The records: Begin

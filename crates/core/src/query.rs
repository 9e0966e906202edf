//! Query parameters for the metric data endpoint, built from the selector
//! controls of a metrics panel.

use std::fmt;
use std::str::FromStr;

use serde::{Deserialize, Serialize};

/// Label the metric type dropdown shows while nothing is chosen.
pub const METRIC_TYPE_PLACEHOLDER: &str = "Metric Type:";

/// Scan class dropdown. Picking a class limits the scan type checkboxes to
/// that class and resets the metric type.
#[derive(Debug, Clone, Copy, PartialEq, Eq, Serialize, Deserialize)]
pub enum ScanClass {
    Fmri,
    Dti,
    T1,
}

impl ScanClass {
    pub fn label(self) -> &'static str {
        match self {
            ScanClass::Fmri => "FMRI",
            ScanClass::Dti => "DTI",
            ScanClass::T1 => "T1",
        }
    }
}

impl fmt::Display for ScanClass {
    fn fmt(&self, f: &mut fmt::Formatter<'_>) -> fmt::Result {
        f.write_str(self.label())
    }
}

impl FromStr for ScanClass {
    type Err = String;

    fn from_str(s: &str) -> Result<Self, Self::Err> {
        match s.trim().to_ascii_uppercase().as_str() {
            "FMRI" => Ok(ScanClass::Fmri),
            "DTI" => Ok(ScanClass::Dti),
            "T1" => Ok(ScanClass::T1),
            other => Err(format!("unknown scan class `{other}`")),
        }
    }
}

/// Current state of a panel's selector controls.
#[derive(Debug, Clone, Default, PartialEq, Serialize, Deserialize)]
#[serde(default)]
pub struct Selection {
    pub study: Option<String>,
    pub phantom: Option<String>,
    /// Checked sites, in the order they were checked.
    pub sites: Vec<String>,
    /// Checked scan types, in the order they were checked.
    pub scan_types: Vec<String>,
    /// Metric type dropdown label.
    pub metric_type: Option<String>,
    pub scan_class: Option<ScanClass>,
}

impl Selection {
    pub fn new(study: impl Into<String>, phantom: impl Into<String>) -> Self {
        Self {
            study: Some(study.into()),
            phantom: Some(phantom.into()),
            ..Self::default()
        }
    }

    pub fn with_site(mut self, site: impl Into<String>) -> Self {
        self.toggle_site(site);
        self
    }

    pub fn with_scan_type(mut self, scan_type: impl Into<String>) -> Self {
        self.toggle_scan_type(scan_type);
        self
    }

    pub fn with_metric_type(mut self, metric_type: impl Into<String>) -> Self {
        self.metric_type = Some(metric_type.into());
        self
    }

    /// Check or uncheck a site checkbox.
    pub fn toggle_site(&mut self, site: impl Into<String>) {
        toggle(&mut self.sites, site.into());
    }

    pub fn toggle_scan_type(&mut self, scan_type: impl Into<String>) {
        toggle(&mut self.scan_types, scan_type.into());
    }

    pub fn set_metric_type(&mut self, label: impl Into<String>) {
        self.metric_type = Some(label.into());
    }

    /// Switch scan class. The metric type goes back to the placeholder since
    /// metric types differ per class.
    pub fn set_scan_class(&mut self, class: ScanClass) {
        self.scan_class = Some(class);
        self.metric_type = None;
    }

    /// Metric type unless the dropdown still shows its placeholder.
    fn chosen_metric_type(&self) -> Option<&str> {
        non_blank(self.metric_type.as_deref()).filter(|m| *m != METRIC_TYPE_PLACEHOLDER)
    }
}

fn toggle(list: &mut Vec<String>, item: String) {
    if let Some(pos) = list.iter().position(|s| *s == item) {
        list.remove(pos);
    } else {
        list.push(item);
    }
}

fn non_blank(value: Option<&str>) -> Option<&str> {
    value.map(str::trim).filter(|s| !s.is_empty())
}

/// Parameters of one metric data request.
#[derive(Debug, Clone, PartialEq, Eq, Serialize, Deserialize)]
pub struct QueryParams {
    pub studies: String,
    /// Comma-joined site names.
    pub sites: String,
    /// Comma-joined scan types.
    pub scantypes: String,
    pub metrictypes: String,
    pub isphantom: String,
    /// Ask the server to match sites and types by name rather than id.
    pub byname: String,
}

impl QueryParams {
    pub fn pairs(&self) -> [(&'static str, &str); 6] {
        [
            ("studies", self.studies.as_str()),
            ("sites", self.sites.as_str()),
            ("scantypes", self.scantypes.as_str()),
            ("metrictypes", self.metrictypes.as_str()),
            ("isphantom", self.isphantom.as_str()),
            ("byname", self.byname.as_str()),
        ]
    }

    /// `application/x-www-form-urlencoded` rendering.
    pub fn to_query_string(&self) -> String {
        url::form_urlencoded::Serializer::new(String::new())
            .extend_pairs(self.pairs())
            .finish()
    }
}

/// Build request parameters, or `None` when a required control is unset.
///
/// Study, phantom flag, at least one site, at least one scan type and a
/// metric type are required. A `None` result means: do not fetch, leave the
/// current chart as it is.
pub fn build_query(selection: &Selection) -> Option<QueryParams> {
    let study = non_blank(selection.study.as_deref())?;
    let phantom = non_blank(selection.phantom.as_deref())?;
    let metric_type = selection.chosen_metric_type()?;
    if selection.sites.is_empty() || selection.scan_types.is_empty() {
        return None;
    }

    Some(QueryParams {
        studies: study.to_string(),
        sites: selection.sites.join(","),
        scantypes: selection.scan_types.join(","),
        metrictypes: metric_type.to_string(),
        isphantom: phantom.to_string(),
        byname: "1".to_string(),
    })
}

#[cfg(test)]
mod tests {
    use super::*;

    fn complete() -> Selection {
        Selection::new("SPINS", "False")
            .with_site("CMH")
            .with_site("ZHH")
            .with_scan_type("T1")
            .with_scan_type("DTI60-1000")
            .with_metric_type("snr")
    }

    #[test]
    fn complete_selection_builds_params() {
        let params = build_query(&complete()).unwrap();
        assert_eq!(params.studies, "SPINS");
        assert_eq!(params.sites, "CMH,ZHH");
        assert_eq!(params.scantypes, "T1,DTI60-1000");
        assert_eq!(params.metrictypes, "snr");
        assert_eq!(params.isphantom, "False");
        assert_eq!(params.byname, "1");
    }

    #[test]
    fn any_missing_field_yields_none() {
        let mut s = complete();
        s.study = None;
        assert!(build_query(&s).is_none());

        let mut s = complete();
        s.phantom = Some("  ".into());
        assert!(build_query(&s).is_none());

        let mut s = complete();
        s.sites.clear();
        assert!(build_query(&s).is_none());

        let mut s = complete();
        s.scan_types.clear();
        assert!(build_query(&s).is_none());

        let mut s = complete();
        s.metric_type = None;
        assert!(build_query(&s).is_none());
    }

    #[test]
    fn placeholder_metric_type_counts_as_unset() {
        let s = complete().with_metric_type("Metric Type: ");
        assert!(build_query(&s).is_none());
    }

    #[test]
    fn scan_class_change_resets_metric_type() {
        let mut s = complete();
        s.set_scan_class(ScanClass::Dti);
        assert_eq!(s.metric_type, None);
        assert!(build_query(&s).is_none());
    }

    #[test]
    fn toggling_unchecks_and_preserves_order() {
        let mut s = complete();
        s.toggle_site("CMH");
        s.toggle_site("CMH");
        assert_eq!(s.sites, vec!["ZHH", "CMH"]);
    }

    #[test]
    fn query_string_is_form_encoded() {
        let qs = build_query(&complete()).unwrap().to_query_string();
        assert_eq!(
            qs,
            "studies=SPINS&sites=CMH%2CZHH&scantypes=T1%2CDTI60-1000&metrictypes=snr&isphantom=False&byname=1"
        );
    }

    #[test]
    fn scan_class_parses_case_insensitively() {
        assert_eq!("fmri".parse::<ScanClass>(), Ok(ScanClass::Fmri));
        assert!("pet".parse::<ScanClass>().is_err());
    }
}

The records: End

Assignment
Copy the data above in its entirety, exactly as given.

Response to this task
filename crates/core/src/query.rs
repository 9e0966e906202edf
//! Query parameters for the metric data endpoint, built from the selector
//! controls of a metrics panel.

use std::fmt;
use std::str::FromStr;

use serde::{Deserialize, Serialize};

/// Label the metric type dropdown shows while nothing is chosen.
pub const METRIC_TYPE_PLACEHOLDER: &str = "Metric Type:";

/// Scan class dropdown. Picking a class limits the scan type checkboxes to
/// that class and resets the metric type.
#[derive(Debug, Clone, Copy, PartialEq, Eq, Serialize, Deserialize)]
pub enum ScanClass {
    Fmri,
    Dti,
    T1,
}

impl ScanClass {
    pub fn label(self) -> &'static str {
        match self {
            ScanClass::Fmri => "FMRI",
            ScanClass::Dti => "DTI",
            ScanClass::T1 => "T1",
        }
    }
}

impl fmt::Display for ScanClass {
    fn fmt(&self, f: &mut fmt::Formatter<'_>) -> fmt::Result {
        f.write_str(self.label())
    }
}

impl FromStr for ScanClass {
    type Err = String;

    fn from_str(s: &str) -> Result<Self, Self::Err> {
        match s.trim().to_ascii_uppercase().as_str() {
            "FMRI" => Ok(ScanClass::Fmri),
            "DTI" => Ok(ScanClass::Dti),
            "T1" => Ok(ScanClass::T1),
            other => Err(format!("unknown scan class `{other}`")),
        }
    }
}

/// Current state of a panel's selector controls.
#[derive(Debug, Clone, Default, PartialEq, Serialize, Deserialize)]
#[serde(default)]
pub struct Selection {
    pub study: Option<String>,
    pub phantom: Option<String>,
    /// Checked sites, in the order they were checked.
    pub sites: Vec<String>,
    /// Checked scan types, in the order they were checked.
    pub scan_types: Vec<String>,
    /// Metric type dropdown label.
    pub metric_type: Option<String>,
    pub scan_class: Option<ScanClass>,
}

impl Selection {
    pub fn new(study: impl Into<String>, phantom: impl Into<String>) -> Self {
        Self {
            study: Some(study.into()),
            phantom: Some(phantom.into()),
            ..Self::default()
        }
    }

    pub fn with_site(mut self, site: impl Into<String>) -> Self {
        self.toggle_site(site);
        self
    }

    pub fn with_scan_type(mut self, scan_type: impl Into<String>) -> Self {
        self.toggle_scan_type(scan_type);
        self
    }

    pub fn with_metric_type(mut self, metric_type: impl Into<String>) -> Self {
        self.metric_type = Some(metric_type.into());
        self
    }

    /// Check or uncheck a site checkbox.
    pub fn toggle_site(&mut self, site: impl Into<String>) {
        toggle(&mut self.sites, site.into());
    }

    pub fn toggle_scan_type(&mut self, scan_type: impl Into<String>) {
        toggle(&mut self.scan_types, scan_type.into());
    }

    pub fn set_metric_type(&mut self, label: impl Into<String>) {
        self.metric_type = Some(label.into());
    }

    /// Switch scan class. The metric type goes back to the placeholder since
    /// metric types differ per class.
    pub fn set_scan_class(&mut self, class: ScanClass) {
        self.scan_class = Some(class);
        self.metric_type = None;
    }

    /// Metric type unless the dropdown still shows its placeholder.
    fn chosen_metric_type(&self) -> Option<&str> {
        non_blank(self.metric_type.as_deref()).filter(|m| *m != METRIC_TYPE_PLACEHOLDER)
    }
}

fn toggle(list: &mut Vec<String>, item: String) {
    if let Some(pos) = list.iter().position(|s| *s == item) {
        list.remove(pos);
    } else {
        list.push(item);
    }
}

fn non_blank(value: Option<&str>) -> Option<&str> {
    value.map(str::trim).filter(|s| !s.is_empty())
}

/// Parameters of one metric data request.
#[derive(Debug, Clone, PartialEq, Eq, Serialize, Deserialize)]
pub struct QueryParams {
    pub studies: String,
    /// Comma-joined site names.
    pub sites: String,
    /// Comma-joined scan types.
    pub scantypes: String,
    pub metrictypes: String,
    pub isphantom: String,
    /// Ask the server to match sites and types by name rather than id.
    pub byname: String,
}

impl QueryParams {
    pub fn pairs(&self) -> [(&'static str, &str); 6] {
        [
            ("studies", self.studies.as_str()),
            ("sites", self.sites.as_str()),
            ("scantypes", self.scantypes.as_str()),
            ("metrictypes", self.metrictypes.as_str()),
            ("isphantom", self.isphantom.as_str()),
            ("byname", self.byname.as_str()),
        ]
    }

    /// `application/x-www-form-urlencoded` rendering.
    pub fn to_query_string(&self) -> String {
        url::form_urlencoded::Serializer::new(String::new())
            .extend_pairs(self.pairs())
            .finish()
    }
}

/// Build request parameters, or `None` when a required control is unset.
///
/// Study, phantom flag, at least one site, at least one scan type and a
/// metric type are required. A `None` result means: do not fetch, leave the
/// current chart as it is.
pub fn build_query(selection: &Selection) -> Option<QueryParams> {
    let study = non_blank(selection.study.as_deref())?;
    let phantom = non_blank(selection.phantom.as_deref())?;
    let metric_type = selection.chosen_metric_type()?;
    if selection.sites.is_empty() || selection.scan_types.is_empty() {
        return None;
    }

    Some(QueryParams {
        studies: study.to_string(),
        sites: selection.sites.join(","),
        scantypes: selection.scan_types.join(","),
        metrictypes: metric_type.to_string(),
        isphantom: phantom.to_string(),
        byname: "1".to_string(),
    })
}

#[cfg(test)]
mod tests {
    use super::*;

    fn complete() -> Selection {
        Selection::new("SPINS", "False")
            .with_site("CMH")
            .with_site("ZHH")
            .with_scan_type("T1")
            .with_scan_type("DTI60-1000")
            .with_metric_type("snr")
    }

    #[test]
    fn complete_selection_builds_params() {
        let params = build_query(&complete()).unwrap();
        assert_eq!(params.studies, "SPINS");
        assert_eq!(params.sites, "CMH,ZHH");
        assert_eq!(params.scantypes, "T1,DTI60-1000");
        assert_eq!(params.metrictypes, "snr");
        assert_eq!(params.isphantom, "False");
        assert_eq!(params.byname, "1");
    }

    #[test]
    fn any_missing_field_yields_none() {
        let mut s = complete();
        s.study = None;
        assert!(build_query(&s).is_none());

        let mut s = complete();
        s.phantom = Some("  ".into());
        assert!(build_query(&s).is_none());

        let mut s = complete();
        s.sites.clear();
        assert!(build_query(&s).is_none());

        let mut s = complete();
        s.scan_types.clear();
        assert!(build_query(&s).is_none());

        let mut s = complete();
        s.metric_type = None;
        assert!(build_query(&s).is_none());
    }

    #[test]
    fn placeholder_metric_type_counts_as_unset() {
        let s = complete().with_metric_type("Metric Type: ");
        assert!(build_query(&s).is_none());
    }

    #[test]
    fn scan_class_change_resets_metric_type() {
        let mut s = complete();
        s.set_scan_class(ScanClass::Dti);
        assert_eq!(s.metric_type, None);
        assert!(build_query(&s).is_none());
    }

    #[test]
    fn toggling_unchecks_and_preserves_order() {
        let mut s = complete();
        s.toggle_site("CMH");
        s.toggle_site("CMH");
        assert_eq!(s.sites, vec!["ZHH", "CMH"]);
    }

    #[test]
    fn query_string_is_form_encoded() {
        let qs = build_query(&complete()).unwrap().to_query_string();
        assert_eq!(
            qs,
            "studies=SPINS&sites=CMH%2CZHH&scantypes=T1%2CDTI60-1000&metrictypes=snr&isphantom=False&byname=1"
        );
    }

    #[test]
    fn scan_class_parses_case_insensitively() {
        assert_eq!("fmri".parse::<ScanClass>(), Ok(ScanClass::Fmri));
        assert!("pet".parse::<ScanClass>().is_err());
    }
}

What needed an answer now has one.